## Data for processing
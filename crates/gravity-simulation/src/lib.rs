//! # Gravity Simulation
//!
//! GPU-resident particle simulation: particles are pulled toward a handful of
//! draggable masses, stepped by a compute shader that ping-pongs between two
//! buffer sets.

pub mod context;
pub mod error;
pub mod interaction;
pub mod kernel;
pub mod params;
pub mod program;
pub mod scheduler;
pub mod simulation;
pub mod store;
pub mod surface;

pub use context::*;
pub use error::*;
pub use interaction::*;
pub use kernel::*;
pub use params::*;
pub use program::*;
pub use scheduler::*;
pub use simulation::*;
pub use store::*;
pub use surface::*;
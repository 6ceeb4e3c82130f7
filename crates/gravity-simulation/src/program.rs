//! Descriptions of the WGSL programs the session consumes

/// A vertex-stage or storage attribute consumed by a program
#[derive(Clone, Copy, Debug, PartialEq, Eq)]
pub struct Attribute {
    pub name: &'static str,
    /// Number of f32 components per element
    pub components: u32,
}

/// Interface of one WGSL program.
///
/// `validate` checks that the source really declares every name listed here,
/// so a shader edit that drops or renames an input fails loudly at startup
/// instead of producing an empty frame.
#[derive(Clone, Copy, Debug)]
pub struct ProgramDescriptor {
    pub label: &'static str,
    pub source: &'static str,
    pub entry_points: &'static [&'static str],
    pub attributes: &'static [Attribute],
    pub uniforms: &'static [&'static str],
    /// Outputs captured by the feedback pass (update program only)
    pub feedback_outputs: &'static [&'static str],
    /// Name of the read-only mass uniform block, if the program uses it
    pub uniform_block: Option<&'static str>,
}

/// Name of the uniform block holding the packed masses
pub const MASS_BLOCK_NAME: &str = "Masses";

/// Workgroup size of the update kernel. Must match `@workgroup_size` in `update.wgsl`.
pub const WORKGROUP_SIZE: u32 = 256;

pub const UPDATE_PROGRAM: ProgramDescriptor = ProgramDescriptor {
    label: "Particle Update Shader",
    source: include_str!("shaders/update.wgsl"),
    entry_points: &["main"],
    attributes: &[
        Attribute {
            name: "src_position",
            components: 3,
        },
        Attribute {
            name: "src_color",
            components: 3,
        },
        Attribute {
            name: "src_velocity",
            components: 3,
        },
    ],
    uniforms: &["params", "masses"],
    feedback_outputs: &["dst_position", "dst_velocity"],
    uniform_block: Some(MASS_BLOCK_NAME),
};

impl ProgramDescriptor {
    /// Names listed in the descriptor that the source does not mention
    pub fn missing_names(&self) -> Vec<&'static str> {
        let mut names: Vec<&'static str> = Vec::new();
        names.extend(self.entry_points.iter().copied());
        names.extend(self.attributes.iter().map(|a| a.name));
        names.extend(self.uniforms.iter().copied());
        names.extend(self.feedback_outputs.iter().copied());
        names.extend(self.uniform_block);

        names
            .into_iter()
            .filter(|name| !self.source.contains(name))
            .collect()
    }

    pub fn validate(&self) -> Result<(), Vec<&'static str>> {
        let missing = self.missing_names();
        if missing.is_empty() {
            Ok(())
        } else {
            Err(missing)
        }
    }

    pub fn create_module(&self, device: &wgpu::Device) -> wgpu::ShaderModule {
        if let Err(missing) = self.validate() {
            log::warn!("{} does not declare {:?}", self.label, missing);
        }
        device.create_shader_module(wgpu::ShaderModuleDescriptor {
            label: Some(self.label),
            source: wgpu::ShaderSource::Wgsl(self.source.into()),
        })
    }
}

## To do
Your task is to reproduce the entire listing exactly as it appears.

## Answer to this task
filename crates/gravity-simulation/src/lib.rs
//! # Gravity Simulation
//!
//! GPU-resident particle simulation: particles are pulled toward a handful of
//! draggable masses, stepped by a compute shader that ping-pongs between two
//! buffer sets.

pub mod context;
pub mod error;
pub mod interaction;
pub mod kernel;
pub mod params;
pub mod program;
pub mod scheduler;
pub mod simulation;
pub mod store;
pub mod surface;

pub use context::*;
pub use error::*;
pub use interaction::*;
pub use kernel::*;
pub use params::*;
pub use program::*;
pub use scheduler::*;
pub use simulation::*;
pub use store::*;
pub use surface::*;
repository 6ceeb4e3c82130f7
filename crates/gravity-simulation/src/program.rs
//! Descriptions of the WGSL programs the session consumes

/// A vertex-stage or storage attribute consumed by a program
#[derive(Clone, Copy, Debug, PartialEq, Eq)]
pub struct Attribute {
    pub name: &'static str,
    /// Number of f32 components per element
    pub components: u32,
}

/// Interface of one WGSL program.
///
/// `validate` checks that the source really declares every name listed here,
/// so a shader edit that drops or renames an input fails loudly at startup
/// instead of producing an empty frame.
#[derive(Clone, Copy, Debug)]
pub struct ProgramDescriptor {
    pub label: &'static str,
    pub source: &'static str,
    pub entry_points: &'static [&'static str],
    pub attributes: &'static [Attribute],
    pub uniforms: &'static [&'static str],
    /// Outputs captured by the feedback pass (update program only)
    pub feedback_outputs: &'static [&'static str],
    /// Name of the read-only mass uniform block, if the program uses it
    pub uniform_block: Option<&'static str>,
}

/// Name of the uniform block holding the packed masses
pub const MASS_BLOCK_NAME: &str = "Masses";

/// Workgroup size of the update kernel. Must match `@workgroup_size` in `update.wgsl`.
pub const WORKGROUP_SIZE: u32 = 256;

pub const UPDATE_PROGRAM: ProgramDescriptor = ProgramDescriptor {
    label: "Particle Update Shader",
    source: include_str!("shaders/update.wgsl"),
    entry_points: &["main"],
    attributes: &[
        Attribute {
            name: "src_position",
            components: 3,
        },
        Attribute {
            name: "src_color",
            components: 3,
        },
        Attribute {
            name: "src_velocity",
            components: 3,
        },
    ],
    uniforms: &["params", "masses"],
    feedback_outputs: &["dst_position", "dst_velocity"],
    uniform_block: Some(MASS_BLOCK_NAME),
};

impl ProgramDescriptor {
    /// Names listed in the descriptor that the source does not mention
    pub fn missing_names(&self) -> Vec<&'static str> {
        let mut names: Vec<&'static str> = Vec::new();
        names.extend(self.entry_points.iter().copied());
        names.extend(self.attributes.iter().map(|a| a.name));
        names.extend(self.uniforms.iter().copied());
        names.extend(self.feedback_outputs.iter().copied());
        names.extend(self.uniform_block);

        names
            .into_iter()
            .filter(|name| !self.source.contains(name))
            .collect()
    }

    pub fn validate(&self) -> Result<(), Vec<&'static str>> {
        let missing = self.missing_names();
        if missing.is_empty() {
            Ok(())
        } else {
            Err(missing)
        }
    }

    pub fn create_module(&self, device: &wgpu::Device) -> wgpu::ShaderModule {
        if let Err(missing) = self.validate() {
            log::warn!("{} does not declare {:?}", self.label, missing);
        }
        device.create_shader_module(wgpu::ShaderModuleDescriptor {
            label: Some(self.label),
            source: wgpu::ShaderSource::Wgsl(self.source.into()),
        })
    }
}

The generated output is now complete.